Contactee lore also started applying “scientific ideas” as a way to repackage some of the mysterious forces associated with traditional religions. Folklore expert Daniel Wojcik has termed belief in benevolent space aliens as “techno-millennarianism.” Instead of God, some UFO believers think forms of alien technology will be what redeems the world. Heaven’s Gate – whose members famously committed mass suicide in 1995 – was one of several religious groups awaiting the arrival of the aliens.
You’re not supposed to talk about it
Despite some dubious stories from contactees, the Air Force took UFO sightings seriously, organizing a series of studies, including Project Blue Book, which ran from 1952 to 1969.

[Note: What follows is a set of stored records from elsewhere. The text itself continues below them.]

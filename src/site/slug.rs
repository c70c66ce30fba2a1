// src/site/slug.rs

const MAX_SLUG_CHARS: usize = 70;

fn is_slug_char(c: char) -> bool {
    c.is_ascii_alphanumeric() || c == '_' || ('\u{4e00}'..='\u{9fff}').contains(&c)
}

/// URL path segment for a free-text name. ASCII word characters and CJK
/// ideographs pass through, everything else collapses to a single dash.
/// Empty input gets a fixed placeholder so no page ever lands at `//`.
pub fn slugify(text: &str) -> String {
    let mut out = String::new();
    let mut pending_dash = false;
    for c in text.trim().chars() {
        if is_slug_char(c) {
            if pending_dash && !out.is_empty() {
                out.push('-');
            }
            pending_dash = false;
            out.push(c);
        } else {
            pending_dash = true;
        }
    }

    let truncated: String = out.chars().take(MAX_SLUG_CHARS).collect();
    let trimmed = truncated.trim_matches('-');
    if trimmed.is_empty() {
        "item".to_string()
    } else {
        trimmed.to_string()
    }
}

#[cfg(test)]
mod tests {
    use super::*;

    #[test]
    fn keeps_cjk_and_ascii_words() {
        assert_eq!(slugify("台中市西區 宏台美術館"), "台中市西區-宏台美術館");
        assert_eq!(slugify("Block 5, Unit B"), "Block-5-Unit-B");
    }

    #[test]
    fn collapses_punctuation_runs() {
        assert_eq!(slugify("a -- b ///c"), "a-b-c");
    }

    #[test]
    fn empty_input_gets_placeholder() {
        assert_eq!(slugify("！？。"), "item");
        assert_eq!(slugify(""), "item");
    }

    #[test]
    fn long_input_is_capped() {
        let long = "字".repeat(200);
        assert_eq!(slugify(&long).chars().count(), MAX_SLUG_CHARS);
    }
}
pub mod card;
pub mod contact;

pub use card::listing_card;
pub use contact::contact_footer;
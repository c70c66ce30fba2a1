use crate::site::graph::ListingCard;
use maud::{html, Markup};

pub fn listing_card(card: &ListingCard) -> Markup {
    html! {
        div class="card" {
            @if card.is_featured {
                span class="badge" { "精選" }
                " "
            }
            a href=(card.href) { b { (card.title) } }
            @if !card.meta_line.is_empty() {
                div class="sub" { (card.meta_line) }
            }
            @if !card.state_tags.is_empty() {
                div class="sub" {
                    @for tag in &card.state_tags {
                        span class="badge" { (tag) } " "
                    }
                }
            }
        }
    }
}
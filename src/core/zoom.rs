use log::trace;

use super::boundary::Contact;
use crate::math::{lerp, step_fraction};

/// Dolly limits and feel.
#[derive(Debug, Clone, Copy, PartialEq)]
pub struct ZoomSettings {
    /// Distance change per unit of zoom input
    pub step: f32,
    /// Smoothing rate of the live distance toward the target, per second
    pub speed: f32,
    pub min: f32,
    pub max: f32,
}

impl ZoomSettings {
    pub fn clamp(&self, distance: f32) -> f32 {
        distance.clamp(self.min, self.max)
    }
}

#[derive(Debug, Clone, Copy, PartialEq, Eq)]
pub enum ZoomOutcome {
    Applied,
    /// An external block or global suppression was active.
    Blocked,
    /// Zooming out was refused because the camera is pressed against the bounds.
    HeldAtBoundary,
}

/// Target and live dolly distance.
#[derive(Debug, Clone, Copy, PartialEq)]
pub struct ZoomController {
    target: f32,
    live: f32,
}

impl ZoomController {
    pub fn new(distance: f32, settings: &ZoomSettings) -> Self {
        let distance = settings.clamp(distance);
        Self {
            target: distance,
            live: distance,
        }
    }

    pub fn target(&self) -> f32 {
        self.target
    }

    pub fn live(&self) -> f32 {
        self.live
    }

    /// Positive `zoom_input` moves the camera in.
    pub fn advance(
        &mut self,
        zoom_input: f32,
        settings: &ZoomSettings,
        elapsed: f32,
        contact: &Contact,
        blocked: bool,
    ) -> ZoomOutcome {
        if blocked {
            return ZoomOutcome::Blocked;
        }

        if zoom_input < 0.0 && contact.is_touching() {
            trace!("zoom out held at boundary {:?}", contact);
            return ZoomOutcome::HeldAtBoundary;
        }

        self.target = settings.clamp(self.target - zoom_input * settings.step);
        self.live = lerp(self.live, self.target, step_fraction(settings.speed, elapsed));
        ZoomOutcome::Applied
    }

    /// Jump both target and live distance, no glide.
    pub fn snap_to(&mut self, distance: f32, settings: &ZoomSettings) {
        self.target = settings.clamp(distance);
        self.live = self.target;
    }
}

In 1966, the Air Force tapped a team of University of Colorado scientists headed by physicist Edward Condon to investigate reports of UFOs. Even though the team failed to identify 30 percent of the 91 sightings it examined, its 1968 report concluded that it wouldn’t be useful to continue studying the phenomenon. Condon added that schoolteachers who allowed their students to read UFO-related books for classroom credit were doing a grave disservice to the students’ critical faculties and ability to think scientifically.
Basing its decision off the report, the Air Force terminated Project Blue Book, and Congress ended all funding for UFO research.
As religion scholar Darryl Caterine explained in his book “Haunted Ground," "With civil rights riots, hippie lovefests and antiwar protests raging throughout the nation, Washington gave its official support to a rational universe.”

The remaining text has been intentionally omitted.